Thursday, October 3, 2013

Empira

 
            I got an automated call on June 29, instructing me to stay on the line for important information about my health benefits.  I was tempted to hang up, but, since I was the health benefits coordinator at work, I thought I should listen in case there were something I might need to pass on to our employees…either information or a warning.  When a woman came on the line, she said her name was Empira, and that she worked for Magellan Health Services, and did I know what services Magellan provided?  Actually, I am one of very few people in our school system who does know that Magellan handles the mental health care portion of our medical benefits, and I told her so.

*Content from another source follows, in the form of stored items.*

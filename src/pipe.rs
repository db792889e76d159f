//! Readable → writable piping with backpressure
//!
//! A pipe edge subscribes to the source's `data` and forwards each chunk to
//! the destination. A `false` write pauses the source until the destination
//! drains. With several destinations the source stays paused while any of
//! them is waiting for `drain`.
//!
//! While an edge is attached the source and the destination own each other,
//! so a pipe keeps running after the caller dropped both handles.

use crate::stream::{Payload, ReadableHalf, ReadableStream, StreamId, WritableStream};
use std::{
    rc::{Rc, Weak},
    sync::atomic::{AtomicU64, Ordering},
};

/// Global pipe edge counter
static EDGE_ID: AtomicU64 = AtomicU64::new(1);

/// Options for [`ReadableStream::pipe_with`]
#[derive(Debug, Clone, Copy, PartialEq, Eq)]
pub struct PipeOptions {
    /// End the destination when the source ends (default: true)
    pub end: bool,
}

impl Default for PipeOptions {
    fn default() -> Self {
        Self { end: true }
    }
}

/// One source → destination subscription, owned by the source
pub(crate) struct PipeEdge {
    id: u64,
    dest: StreamId,
    cleanup: Box<dyn FnOnce()>,
}

pub(crate) fn pipe<S, D>(src: &S, dest: &D, options: PipeOptions) -> D
where
    S: ReadableStream,
    D: WritableStream<Input = S::Output>,
    S::Output: Clone,
{
    let half = src.readable_half().clone();
    let src_core = src.core().clone();
    let dest_core = dest.core().clone();
    let edge_id = EDGE_ID.fetch_add(1, Ordering::Relaxed);
    let src_id = src.id();
    let dest_id = dest.id();
    tracing::debug!(src = %src_id, dest = %dest_id, end = options.end, "pipe");

    let weak = Rc::downgrade(&half);
    let target = dest.clone();
    let data_id = half.subscribe_data(move |chunk| match target.write(chunk.clone()) {
        Ok(true) => {}
        Ok(false) => {
            if let Some(half) = weak.upgrade() {
                half.pipe_wait(edge_id);
            }
        }
        Err(err) => {
            tracing::debug!(src = %src_id, dest = %dest_id, "pipe write rejected: {}", err);
            detach_weak(&weak, edge_id);
        }
    });

    let weak = Rc::downgrade(&half);
    let target = dest.clone();
    let on_src_end = move || {
        if options.end {
            if let Err(err) = target.end() {
                tracing::trace!(src = %src_id, dest = %dest_id, "pipe could not end destination: {}", err);
            }
        } else {
            detach_weak(&weak, edge_id);
        }
    };
    let end_id = if src.is_readable_ended() {
        src.event_loop().next_tick(on_src_end);
        None
    } else {
        Some(src_core.on_end.once(move |_| on_src_end()))
    };

    let source = half.clone();
    let drain_id = dest.on_drain(move || {
        if source.pipe_drained(edge_id) {
            source.resume();
        }
    });

    let weak = Rc::downgrade(&half);
    let weak_dest = Rc::downgrade(&dest_core);
    let error_id = dest_core.on_error.on(move |err| {
        detach_weak(&weak, edge_id);
        // The pipe's own listener does not count as handling the error
        if let Some(core) = weak_dest.upgrade() {
            if core.on_error.listener_count() == 0 {
                core.event_loop().report_unhandled(err.clone());
            }
        }
    });

    let weak = Rc::downgrade(&half);
    let dest_close_id = dest_core.on_terminated.once(move |_| detach_weak(&weak, edge_id));
    let weak = Rc::downgrade(&half);
    let dest_finish_id = dest_core.on_finish.once(move |_| detach_weak(&weak, edge_id));
    let weak = Rc::downgrade(&half);
    let src_close_id = src_core.on_terminated.once(move |_| detach_weak(&weak, edge_id));

    let weak = Rc::downgrade(&half);
    let weak_src = Rc::downgrade(&src_core);
    let target = dest.clone();
    let cleanup = move || {
        if let Some(half) = weak.upgrade() {
            half.off(data_id);
        }
        if let Some(core) = weak_src.upgrade() {
            if let Some(id) = end_id {
                core.on_end.off(id);
            }
            core.on_terminated.off(src_close_id);
        }
        let core = target.core();
        core.on_error.off(error_id);
        core.on_terminated.off(dest_close_id);
        core.on_finish.off(dest_finish_id);
        target.writable_half().off(drain_id);

        tracing::debug!(src = %src_id, dest = %dest_id, "unpipe");
        target.writable_half().unpipe.emit(&src_id);
    };

    half.pipes.borrow_mut().push(PipeEdge {
        id: edge_id,
        dest: dest_id,
        cleanup: Box::new(cleanup),
    });
    dest.writable_half().pipe.emit(&src_id);

    if dest.writable_need_drain() {
        half.pipe_wait(edge_id);
    } else if src.readable_flowing() != Some(true) {
        half.resume();
    }

    dest.clone()
}

fn detach_weak<R: Payload>(half: &Weak<ReadableHalf<R>>, edge_id: u64) {
    if let Some(half) = half.upgrade() {
        detach(&half, edge_id);
    }
}

/// Remove one edge and undo its subscriptions
fn detach<R: Payload>(half: &Rc<ReadableHalf<R>>, edge_id: u64) -> bool {
    let (edge, remaining) = {
        let mut pipes = half.pipes.borrow_mut();
        let Some(pos) = pipes.iter().position(|edge| edge.id == edge_id) else {
            return false;
        };
        let edge = pipes.remove(pos);
        (edge, pipes.len())
    };

    let drained = half.pipe_drained(edge_id);
    if remaining == 0 {
        half.pause();
    } else if drained {
        half.resume();
    }

    (edge.cleanup)();
    true
}

/// Detach the edge to `dest`, or every edge when `dest` is `None`
pub(crate) fn unpipe<R: Payload>(half: &Rc<ReadableHalf<R>>, dest: Option<StreamId>) -> bool {
    let edges: Vec<u64> = half
        .pipes
        .borrow()
        .iter()
        .filter(|edge| dest.is_none_or(|id| edge.dest == id))
        .map(|edge| edge.id)
        .collect();

    let mut detached = false;
    for edge in edges {
        detached |= detach(half, edge);
    }
    detached
}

She said that was correct, and she started to list the various services they offered (Behavioral Counseling, blah, blah, blah…).  My head was flipping through my mental Rolodex, trying to think of some need I might have for the services of mental health professionals.  Empira???  Not even in The Twilight Saga had I come across that name.
            I interrupted her to ask why she was specifically calling me.  She told me that she was told I had made some prescription claims and asked me if either my husband or I were taking any prescription drugs.  I said we were.  Then she asked me if we were taking any psychotropic drugs, evading my question.  By this time, I was getting pretty miffed, and I asked her again why she was calling me, specifically.  She tried again to ask me what I was taking, and I told her we took lots of prescription drugs, but none of them are psychotropic, and I demanded to know why she was calling me.

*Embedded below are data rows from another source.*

//! In-memory endpoints

use crate::config::StreamOptions;
use crate::error::BoxError;
use crate::runtime::EventLoop;
use crate::stream::{Chunk, Completion, Payload, Readable, ReadableController, Sink, Source, Writable};
use std::{cell::RefCell, rc::Rc};

const TRANSPORT: &str = "memory";

struct IterSource<I> {
    iter: I,
}

impl<R, I> Source<R> for IterSource<I>
where
    R: Payload,
    I: Iterator<Item = R> + 'static,
{
    fn read(&mut self, ctl: &ReadableController<R>, _size_hint: usize) -> Result<(), BoxError> {
        loop {
            match self.iter.next() {
                Some(chunk) => {
                    if !ctl.push(chunk) {
                        return Ok(());
                    }
                }
                None => {
                    ctl.end();
                    return Ok(());
                }
            }
        }
    }
}

/// Readable producing the items of `iter`, then ending
pub fn from_iter<R, I>(rt: &EventLoop, options: StreamOptions, iter: I) -> Readable<R>
where
    R: Payload,
    I: IntoIterator<Item = R>,
    I::IntoIter: 'static,
{
    Readable::new(
        rt,
        options.transport(TRANSPORT),
        IterSource {
            iter: iter.into_iter(),
        },
    )
}

/// Chunks received by a [`collect`] sink
pub struct Collected<W> {
    chunks: Rc<RefCell<Vec<W>>>,
}

impl<W> Clone for Collected<W> {
    fn clone(&self) -> Self {
        Self {
            chunks: self.chunks.clone(),
        }
    }
}

impl<W: Clone> Collected<W> {
    pub fn to_vec(&self) -> Vec<W> {
        self.chunks.borrow().clone()
    }
}

impl<W> Collected<W> {
    pub fn len(&self) -> usize {
        self.chunks.borrow().len()
    }

    pub fn is_empty(&self) -> bool {
        self.chunks.borrow().is_empty()
    }

    /// Move the received chunks out
    pub fn take(&self) -> Vec<W> {
        std::mem::take(&mut *self.chunks.borrow_mut())
    }
}

impl Collected<Vec<u8>> {
    /// All received bytes, concatenated
    pub fn concat(&self) -> Vec<u8> {
        self.chunks.borrow().concat()
    }
}

impl Collected<String> {
    pub fn concat(&self) -> String {
        self.chunks.borrow().concat()
    }
}

struct CollectSink<W> {
    chunks: Rc<RefCell<Vec<W>>>,
}

impl<W: Payload> Sink<W> for CollectSink<W> {
    fn write(&mut self, chunk: Chunk<W>, done: Completion) {
        self.chunks.borrow_mut().push(chunk.payload);
        done.complete();
    }

    fn has_writev(&self) -> bool {
        true
    }

    fn writev(&mut self, chunks: Vec<Chunk<W>>, done: Completion) {
        self.chunks
            .borrow_mut()
            .extend(chunks.into_iter().map(|c| c.payload));
        done.complete();
    }
}

/// Writable storing every chunk it receives
pub fn collect<W: Payload>(rt: &EventLoop, options: StreamOptions) -> (Writable<W>, Collected<W>) {
    let chunks = Rc::new(RefCell::new(Vec::new()));
    let sink = CollectSink {
        chunks: chunks.clone(),
    };
    (
        Writable::new(rt, options.transport(TRANSPORT), sink),
        Collected { chunks },
    )
}

#[cfg(test)]
mod tests {
    use super::*;
    use crate::stream::{ReadableStream, Stream, WritableStream};
    use std::cell::Cell;

    #[test]
    fn test_iter_to_collect() {
        let rt = EventLoop::new();
        let source = from_iter(&rt, StreamOptions::objects().high_water_mark(2), 1..=10u32);
        let (sink, collected) = collect(&rt, StreamOptions::objects().high_water_mark(1));
        let finished = Rc::new(Cell::new(false));
        let f = finished.clone();
        sink.on_finish(move || f.set(true));

        source.pipe(&sink);
        rt.run().unwrap();

        assert!(finished.get());
        assert_eq!(collected.to_vec(), (1..=10).collect::<Vec<_>>());
        assert_eq!(source.capabilities().transport, Some("memory"));
        assert_eq!(sink.capabilities().transport, Some("memory"));
    }

    #[test]
    fn test_empty_iter_ends() {
        let rt = EventLoop::new();
        let source = from_iter(&rt, StreamOptions::objects(), Vec::<u8>::new());
        let ended = Rc::new(Cell::new(false));
        let e = ended.clone();
        source.on_end(move || e.set(true));
        source.resume();
        rt.run().unwrap();
        assert!(ended.get());
    }

    #[test]
    fn test_collect_bytes() {
        let rt = EventLoop::new();
        let (sink, collected) = collect::<Vec<u8>>(&rt, StreamOptions::default());
        sink.cork();
        sink.write(b"ab".to_vec()).unwrap();
        sink.write(b"cd".to_vec()).unwrap();
        sink.uncork();
        sink.end_with(b"e".to_vec()).unwrap();
        rt.run().unwrap();
        assert_eq!(collected.concat(), b"abcde");
        assert_eq!(collected.take().len(), 3);
        assert!(collected.is_empty());
    }
}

            In a way, I felt sorry for her, since privacy concerns prevented my health plan from telling Empira why exactly she was calling me...or what specific services she should offer me.  All she knew was that some prescription I had filled initiated the call.
            I told her I thought the call was creepy and that I would not answer her questions about my prescriptions…or my husband’s.  For Horizon to tell her to call me to try to find out why she was calling me, was, well, creepy.  She replied that a generic letter would be going out to me in a few days.
            After I hung up, I realized the cancer drugs I was taking probably instigated the call, and they might have thought I was depressed.  When the letter arrived, it had a case number on it, and it was offering me some sort of behavioral services, if I requested them.  Nowhere was there a name or address of anyone I could write to tell them how creepy I thought they were.  When I showed the letter to my boss, Kevin, he theorized that Magellan got the contract from Horizon to provide cancer management services.
            Oh.
            If I get any more of those calls, however, I might well need the services of a mental health professional!  And perhaps that person might have a name more like, say, Brenda or Margaret.